Auf dem Weg zum Flughafen kündigt ein privater TV-Sender auf einem Plakat in großen Lettern eine neue Sendung an. Nichts Ungewöhnliches. Nur: Die Zeitangabe macht stutzig. „Täglich 16 Uhr mittags (μεσημέρι, messiméri)”. Mittags? Um 16 Uhr ist doch schon Nachmittag! Oder dauert der Mittag in Griechenland ganze vier Stunden? Die Sache ist tatsächlich etwas kompliziert.

Die Mitte des Tages lässt mehrere Interpretationen zu. Messiméri ist zwar „rein wissenschaftlich“ 12 Uhr, gleichzeitig ist dieser Begriff jedoch dehnbar und umfasst auch die Zeit, wo die Sonne am intensivsten scheint, oder auch – laut dem Babiniotis Lexikon – generell die Zeit zwischen dem Morgen (πρωί, proí) und dem Nachmittag (απόγευμα, apógevma, eigentlich: die Zeit nach dem Mittagessen). Da apógevma die Zeit zwischen Mittag und Abend (βράδυ; vrády) beschreibt, kann man das „16 Uhr mittags“ des privaten TV-Senders eigentlich nur gelten lassen, wenn die dortigen Angestellten sich bis zu diesem Zeitpunkt niemals ein Mittagessen gönnen. Bei der Vereinbarung von Rendezvous ist also in Hellas Vorsicht geboten. Als Morgen ist entweder die Zeit rund um den Sonnenaufgang gemeint oder generell die Zeit vom Sonnenaufgang bis Mittag (12 Uhr). Den Nachmittag kann man, je nach Anschauung, von 12 Uhr bis in die Abendstunden verlängern. Und dieser Abend (vrády) ist zusammen mit der Nacht (νύχτα, nýchta) am exaktesten definiert.
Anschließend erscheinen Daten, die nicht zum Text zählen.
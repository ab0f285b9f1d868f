//! Account context for a reconciliation run.
//!
//! The invoking environment supplies the account id and its home directory.
//! [`SessionContext::resolve`] takes explicit overrides first, then reads
//! `SHARELINK_ACCOUNT_ID` and `SHARELINK_HOME_DIR`, falling back to `$USER`
//! and `dirs::home_dir()`.

use std::path::{Path, PathBuf};

use crate::error::ConfigError;
use crate::types::AccountId;

pub const ACCOUNT_ENV: &str = "SHARELINK_ACCOUNT_ID";
pub const HOME_ENV: &str = "SHARELINK_HOME_DIR";

/// The account being reconciled and the home directory bounding every
/// filesystem mutation.
#[derive(Debug, Clone, PartialEq, Eq)]
pub struct SessionContext {
    account: AccountId,
    home: PathBuf,
}

impl SessionContext {
    /// Build a context, rejecting relative home directories.
    pub fn new(account: AccountId, home: impl Into<PathBuf>) -> Result<Self, ConfigError> {
        let home = home.into();
        if !home.is_absolute() {
            return Err(ConfigError::RelativeHome { path: home });
        }
        Ok(Self { account, home })
    }

    /// Build a context from explicit overrides, then the environment.
    pub fn resolve(account: Option<String>, home: Option<PathBuf>) -> Result<Self, ConfigError> {
        Self::resolve_with(account, home, |key| std::env::var(key).ok())
    }

    fn resolve_with(
        account: Option<String>,
        home: Option<PathBuf>,
        env: impl Fn(&str) -> Option<String>,
    ) -> Result<Self, ConfigError> {
        let account = account
            .or_else(|| env(ACCOUNT_ENV))
            .or_else(|| env("USER"))
            .filter(|a| !a.trim().is_empty())
            .ok_or(ConfigError::AccountNotFound)?;
        let home = home
            .or_else(|| env(HOME_ENV).map(PathBuf::from))
            .or_else(dirs::home_dir)
            .ok_or(ConfigError::HomeNotFound)?;
        Self::new(AccountId::from(account), home)
    }

    pub fn account(&self) -> &AccountId {
        &self.account
    }

    pub fn home(&self) -> &Path {
        &self.home
    }
}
Es ist die Zeit zwischen dem Sonnenuntergang und dem Einbruch der Nacht. Nýchta beschreibt wiederum die Zeit zwischen Sonnenuntergang und Sonnenaufgang, in der nichts erhellt, es also dunkel ist. Diese flexible Auffassung der Tageszeiten beeinflusst auch die verwendeten Grußformeln. Guten Morgen (καλημέρα, kaliméra) nutzt man gewöhnlich bis etwa 12 oder 13 Uhr. Danach und bis in die frühen Abendstunden ziemt sich schon ein καλησπέρα (kalispéra, Guten Abend). Und machen Sie nicht den Fehler, bei schon hereingebrochener Dunkelheit ein καλό βράδυ (kaló vrády, Guten Abend) in den Mund zu nehmen. Unser Kollege Harry, ein aus Ägypten stammender Grieche, erntete von seinem Onkel kürzlich eine Rüge, als er sich um 21 Uhr, draußen war es bereits finster, mit Guten Abend verabschiedete – καληνύχτα (kalinýchta, Gute Nacht) sei korrekt, sagte der in Athen geborene Onkel ganz dezidiert.